Sub claim format for M2M tokens

I want to change some behaviour programmatically based on whether a token is for a user or a machine.
The sub claim in the access token seems to be (and is documented as) identity_provider|user_id for users, and (undocumented as far as I can see) client_id@clients for M2M tokens.

My question is: Is the format of the sub claim for M2M tokens documented anywhere? I’d like to have an official source, rather than writing logic based on observed behaviour.


Your observation is correct, however the sub syntax / pattern isn’t documented in the public docs as far as I can tell.

Side note: I mentioned this pattern before in this post, where there was a question how to be able to differentiate between tokens issued via Client Credentials Grant and else.

Thanks for the confirmation Mathias.

Does that mean we can depend on this behaviour of the sub claim being client id@clients to distinguish M2M grants, and it’s unlikely to change in the foreseeable future?

and it’s unlikely to change in the foreseeable future?

Unlikely to change in the foreseeable future: yes; guaranteed: no :wink:

What’s the use case from a business logic perspective, that you need to distinguish here?

Note that you can also go a different route with a rule and hook.

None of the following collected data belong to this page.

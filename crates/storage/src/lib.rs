// SPDX-License-Identifier: BUSL-1.1
// Copyright (c) 2026 Alfred Jean LLC

// Allow panic!/unwrap/expect in test code
#![cfg_attr(test, allow(clippy::panic))]
#![cfg_attr(test, allow(clippy::unwrap_used))]
#![cfg_attr(test, allow(clippy::expect_used))]

//! Storage layer for the supervisor.
//!
//! Per spec.md §1, the relational store backing `Job`/`Folder`/`Cache`/
//! `Event`/`Log` is "a simple CRUD" collaborator with no business logic of
//! its own — repositories here are thin in-memory stand-ins for it.
//! §1/§9 also say queues are the one piece of supervisor state that IS
//! persisted across restarts ("queues are persisted, but in-flight job
//! state is not checkpointed"), so [`queue::PerClusterQueue`] alone gets
//! a write-ahead-log treatment.

mod error;
mod file_repository;
mod kv;
mod queue;
mod repository;

pub use error::StorageError;
pub use file_repository::{
    FileCacheRepository, FileEventRepository, FileFolderRepository, FileJobRepository,
    FileLogRepository,
};
pub use kv::{FileKeyValueStore, InMemoryKeyValueStore, KeyValueStore};
pub use queue::{PerClusterQueue, QueueWal, QueueWalEntry, QueueWalError};
pub use repository::{
    CacheKey, CacheRepository, EventRepository, FolderRepository, InMemoryCacheRepository,
    InMemoryEventRepository, InMemoryFolderRepository, InMemoryJobRepository,
    InMemoryLogRepository, JobRepository, LogRepository,
};
// SPDX-License-Identifier: BUSL-1.1
// Copyright (c) 2026 Alfred Jean LLC

// Allow panic!/unwrap/expect in test code
#![cfg_attr(test, allow(clippy::panic))]
#![cfg_attr(test, allow(clippy::unwrap_used))]
#![cfg_attr(test, allow(clippy::expect_used))]

//! Adapters for the Globus transfer service (spec.md §1, §4.C).
//!
//! Globus is treated as an external black box: `sup-engine`'s staging
//! engine only needs to start a transfer and poll it to completion, never
//! the transfer protocol itself.

pub mod globus;

pub use globus::{GlobusAdapter, GlobusError, GlobusTransferAdapter, TransferId, TransferStatus};

#[cfg(any(test, feature = "test-support"))]
pub use globus::{FakeGlobusAdapter, GlobusCall};
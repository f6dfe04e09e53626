// SPDX-License-Identifier: BUSL-1.1
// Copyright (c) 2026 Alfred Jean LLC

//! Slurm resource-request validation against a cluster's configuration
//! (spec.md §4.I).
//!
//! `sup_core::slurm` does the pure unit-parsing and ceiling arithmetic;
//! this module is the thin IO-adjacent layer that looks up a cluster's
//! configured rules and combines them with the hard-coded default
//! ceiling before handing the request to `sup_core::slurm::validate`.

use std::collections::HashMap;
use sup_core::hpc::HpcConfig;
use sup_core::slurm::{self, SlurmCeiling, SlurmValidationError};

/// Where a job's applicable ceiling is drawn from, surfaced so callers
/// (and tests) can see which rule would have rejected a request.
#[derive(Debug, Clone, Copy, PartialEq, Eq)]
pub struct SlurmCeilingSource {
    pub cluster_rules: SlurmCeiling,
    pub cluster_global_cap: SlurmCeiling,
    pub default_ceiling: SlurmCeiling,
    pub effective: SlurmCeiling,
}

impl SlurmCeilingSource {
    /// Combine a cluster's two configured ceilings with the hard-coded
    /// default via element-wise minimum (spec.md §4.I "(a)...(b)...(c)").
    pub fn for_cluster(hpc: &HpcConfig) -> Self {
        let effective = SlurmCeiling::min_of(&[hpc.slurm_input_rules, hpc.slurm_global_cap]);
        Self {
            cluster_rules: hpc.slurm_input_rules,
            cluster_global_cap: hpc.slurm_global_cap,
            default_ceiling: slurm::DEFAULT_CEILING,
            effective,
        }
    }
}

/// Parse a job's raw `slurm: string -> string` map and validate it
/// against `hpc`'s ceiling, returning the normalized request on success
/// (spec.md §8 scenario 6: "the job never enters the queue").
pub fn validate_job_request(
    raw_slurm: &HashMap<String, String>,
    hpc: &HpcConfig,
) -> Result<slurm::SlurmRequest, SlurmValidationError> {
    let request = slurm::request_from_map(raw_slurm)?;
    let ceiling = SlurmCeilingSource::for_cluster(hpc).effective;
    slurm::validate(&request, &ceiling)?;
    Ok(request)
}

#[cfg(test)]
#[path = "slurm_validator_tests.rs"]
mod tests;
//! `sup --help` and unknown-argument behavior.

use crate::prelude::*;

#[test]
fn help_shows_subcommands() {
    cli()
        .args(&["--help"])
        .passes()
        .stdout_has("submit")
        .stdout_has("status")
        .stdout_has("cancel");
}

#[test]
fn unknown_subcommand_fails() {
    cli().args(&["bogus"]).fails().stderr_has("error");
}

#[test]
fn submit_without_required_args_fails() {
    let project = Project::new();
    project.sup().args(&["submit"]).fails();
}
// SPDX-License-Identifier: BUSL-1.1
// Copyright (c) 2026 Alfred Jean LLC

//! Private-account credential validation and registration (spec.md §4.H).

use std::sync::Arc;
use sup_core::credential::{Credential, CredentialId};
use sup_core::id::IdGen;
use sup_shell::{RemoteShell, ShellError, SshConfig};
use sup_storage::{KeyValueStore, StorageError};
use thiserror::Error;

#[derive(Debug, Error)]
pub enum CredentialGuardError {
    #[error("unable to check credentials with {hpc}: {source}")]
    ConnectionFailed { hpc: String, source: ShellError },
    #[error("storage error: {0}")]
    Storage(#[from] StorageError),
    #[error("serialization error: {0}")]
    Json(#[from] serde_json::Error),
}

/// Open a throwaway connection with the supplied credentials and run a
/// trivial command, proving the credentials are usable on `hpc` without
/// retaining the connection (spec.md §4.H
/// `validatePrivateAccount(hpc, user, password)`).
pub async fn validate_private_account<S: RemoteShell + Default>(
    hpc: &str,
    host: &str,
    port: u16,
    user: &str,
    password: &str,
) -> Result<(), CredentialGuardError> {
    let config = SshConfig {
        host: host.to_string(),
        port,
        user: user.to_string(),
        password: Some(password.to_string()),
        private_key_path: None,
        connect_timeout_ms: 1_000,
    };

    let mut shell = S::default();
    let connect_result = shell.connect(&config).await;
    let connect_result = match connect_result {
        Ok(()) => shell.exec("echo sup-credential-check").await.map(|_| ()),
        Err(e) => Err(e),
    };
    shell.dispose().await;

    connect_result.map_err(|source| CredentialGuardError::ConnectionFailed {
        hpc: hpc.to_string(),
        source,
    })
}

/// Generate an opaque credential id and persist `{user, password}` under
/// it in the secret store (spec.md §4.H `registerCredential`).
pub fn register_credential(
    store: &Arc<dyn KeyValueStore>,
    ids: &impl IdGen,
    user: &str,
    password: &str,
) -> Result<CredentialId, CredentialGuardError> {
    let id = CredentialId::new(ids.next());
    let credential = Credential {
        user: user.to_string(),
        password: password.to_string(),
    };
    store.set(
        &secret_key(&id),
        serde_json::to_value(&credential)?,
    )?;
    Ok(id)
}

/// Read a previously-registered credential back out of the secret store.
pub fn load_credential(
    store: &Arc<dyn KeyValueStore>,
    id: &CredentialId,
) -> Result<Option<Credential>, CredentialGuardError> {
    match store.get(&secret_key(id))? {
        Some(value) => Ok(Some(serde_json::from_value(value)?)),
        None => Ok(None),
    }
}

fn secret_key(id: &CredentialId) -> String {
    format!("credential:{id}")
}

#[cfg(test)]
#[path = "credential_guard_tests.rs"]
mod tests;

Since based on rule/hook, you know the OAuth02 grant type being used, you could consider adding a custom claim to the token.

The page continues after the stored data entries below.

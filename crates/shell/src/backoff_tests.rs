use super::*;
use std::sync::atomic::{AtomicU32, Ordering};

#[test]
fn delay_for_doubles_then_caps() {
    let policy = BackoffPolicy::DEFAULT;
    assert_eq!(policy.delay_for(0), Duration::from_secs(1));
    assert_eq!(policy.delay_for(1), Duration::from_secs(2));
    assert_eq!(policy.delay_for(2), Duration::from_secs(4));
    assert_eq!(policy.delay_for(5), Duration::from_secs(30));
    assert_eq!(policy.delay_for(20), Duration::from_secs(30));
}

#[tokio::test(start_paused = true)]
async fn with_backoff_retries_recoverable_errors_until_success() {
    let attempts = AtomicU32::new(0);
    let result = with_backoff(BackoffPolicy::DEFAULT, || {
        let n = attempts.fetch_add(1, Ordering::SeqCst);
        async move {
            if n < 2 {
                Err(ShellError::Transport("flaky".to_string()))
            } else {
                Ok(42)
            }
        }
    })
    .await;

    assert_eq!(result.unwrap(), 42);
    assert_eq!(attempts.load(Ordering::SeqCst), 3);
}

#[tokio::test(start_paused = true)]
async fn with_backoff_gives_up_after_max_retries() {
    let attempts = AtomicU32::new(0);
    let policy = BackoffPolicy {
        max_retries: 2,
        ..BackoffPolicy::DEFAULT
    };
    let result: Result<(), ShellError> = with_backoff(policy, || {
        attempts.fetch_add(1, Ordering::SeqCst);
        async { Err(ShellError::Timeout(500)) }
    })
    .await;

    assert!(result.is_err());
    assert_eq!(attempts.load(Ordering::SeqCst), 3);
}

#[tokio::test]
async fn with_backoff_does_not_retry_fatal_errors() {
    let attempts = AtomicU32::new(0);
    let result: Result<(), ShellError> = with_backoff(BackoffPolicy::DEFAULT, || {
        attempts.fetch_add(1, Ordering::SeqCst);
        async { Err(ShellError::NotConnected) }
    })
    .await;

    assert!(matches!(result, Err(ShellError::NotConnected)));
    assert_eq!(attempts.load(Ordering::SeqCst), 1);
}
//! Finds ingots among the host's items and derives a metal name for each.

use std::sync::LazyLock;

use indexmap::IndexMap;
use indexmap::map::Entry;
use phf::phf_set;
use regex::Regex;
use tracing::{debug, trace};

use crate::catalog::ItemCatalog;
use crate::config::Settings;
use crate::paths::is_plain_file_stem;
use crate::resource::ResourceLocation;

/// Namespaces whose ingots already ship their own pile textures.
static BUILTIN_SKIPPED: phf::Set<&'static str> = phf_set! {
    "tfc",
};

static INGOT_PATTERN: LazyLock<Regex> = LazyLock::new(|| {
    Regex::new(r"(?:(.+)_ingot|ingot_(.+))").expect("ingot pattern is a valid regex")
});

/// Metal name from an item path: `lead_ingot` and `ingot_lead` both give `lead`.
///
/// A leading `double_`, then a leading `raw_`, is dropped. Names that would
/// not be a single file name (nested paths, dots) give `None`.
pub fn extract_metal_name(path: &str) -> Option<String> {
    let captures = INGOT_PATTERN.captures(path)?;
    let raw = captures.get(1).or_else(|| captures.get(2))?.as_str();

    let name = raw.strip_prefix("double_").unwrap_or(raw);
    let name = name.strip_prefix("raw_").unwrap_or(name);

    is_plain_file_stem(name).then(|| name.to_string())
}

pub fn metal_name_for(item: &ResourceLocation) -> Option<String> {
    extract_metal_name(item.path())
}

/// Map each metal name to the first ingot item found for it.
pub fn discover_metals(
    catalog: &dyn ItemCatalog,
    settings: &Settings,
) -> IndexMap<String, ResourceLocation> {
    let ingot_tag = settings.ingot_tag_location().ok();
    let mut metals = IndexMap::new();

    for item in catalog.items() {
        let tagged = ingot_tag
            .as_ref()
            .is_some_and(|tag| catalog.has_tag(&item, tag));
        if !tagged && !item.path().contains("ingot") {
            continue;
        }

        let Some(metal) = metal_name_for(&item) else {
            trace!(%item, "ingot does not follow a naming convention");
            continue;
        };

        if is_skipped(item.namespace(), settings) {
            continue;
        }

        match metals.entry(metal) {
            Entry::Vacant(slot) => {
                slot.insert(item);
            }
            Entry::Occupied(existing) => {
                trace!(metal = %existing.key(), kept = %existing.get(), ignored = %item, "duplicate metal");
            }
        }
    }

    debug!(count = metals.len(), "discovered metals");
    metals
}

fn is_skipped(namespace: &str, settings: &Settings) -> bool {
    BUILTIN_SKIPPED.contains(namespace) || settings.skip_namespaces.iter().any(|s| s == namespace)
}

M2M token requests always go through the Client Credentials Exchange hook, while user authentication requests always go through a Rule.

So, depending where it’s coming from, you could add a custom claim

context.accessToken['https://mynamespace/ism2m'] = true|false

We are actually using a client credentials hook already. I was considering if it’s the best approach.

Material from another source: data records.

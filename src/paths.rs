use std::path::{Path, PathBuf};

/// Normalize path to `.png`
pub fn force_png_path(base: &Path, name: &str) -> PathBuf {
    base.join(format!("{}.png", name))
}

/// True when `name` can be used as a single file name inside a pack directory.
pub fn is_plain_file_stem(name: &str) -> bool {
    !name.is_empty()
        && name
            .chars()
            .all(|c| matches!(c, 'a'..='z' | '0'..='9' | '_' | '-'))
}

/// Expand `~` and make the path absolute against the current directory.
pub fn resolve_full_path(path: &Path) -> PathBuf {
    let mut p = path.to_path_buf();

    // Expand ~ on Unix-like systems
    #[cfg(unix)]
    if let Some(path_str) = path.to_str() {
        if path_str == "~" || path_str.starts_with("~/") {
            if let Some(home) = dirs::home_dir() {
                let stripped = path_str.trim_start_matches('~').trim_start_matches('/');
                p = home.join(stripped);
            }
        }
    }

    if p.is_absolute() {
        p
    } else {
        std::env::current_dir()
            .unwrap_or_else(|_| PathBuf::from("."))
            .join(p)
    }
}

The business case is that we have an additional layer of permissions for some endpoints on top of the scopes. For those endpoints, we want to allow requests from users with certain roles, or M2M tokens. Both of these are currently managed by creating custom claims (for the users, we use a Rule to add the claim).

The reason I was considering using the sub claim, is that a custom hook requires that we write application-specific logic in Auth0 that applies to all the clients and applications as a whole. Since this is an application-specific requirement, I wanted to implement the logic in the application, rather than at a central level which could potentially affect other APIs and Clients too.

Thinking about this some more.

As the format of the sub claim cannot be guaranteed, and as we are already using a custom claim in Auth0 on top of the user roles, I think the custom claim for the M2M tokens makes the most sense for now (at least while we are using a layer on top of scopes to manage permissions).

Thanks for the discussion. :+1:t3:

1 Like

Agree, adding the custom claim is close to zero effort and future-proof.

This topic was automatically closed 15 days after the last reply. New replies are no longer allowed.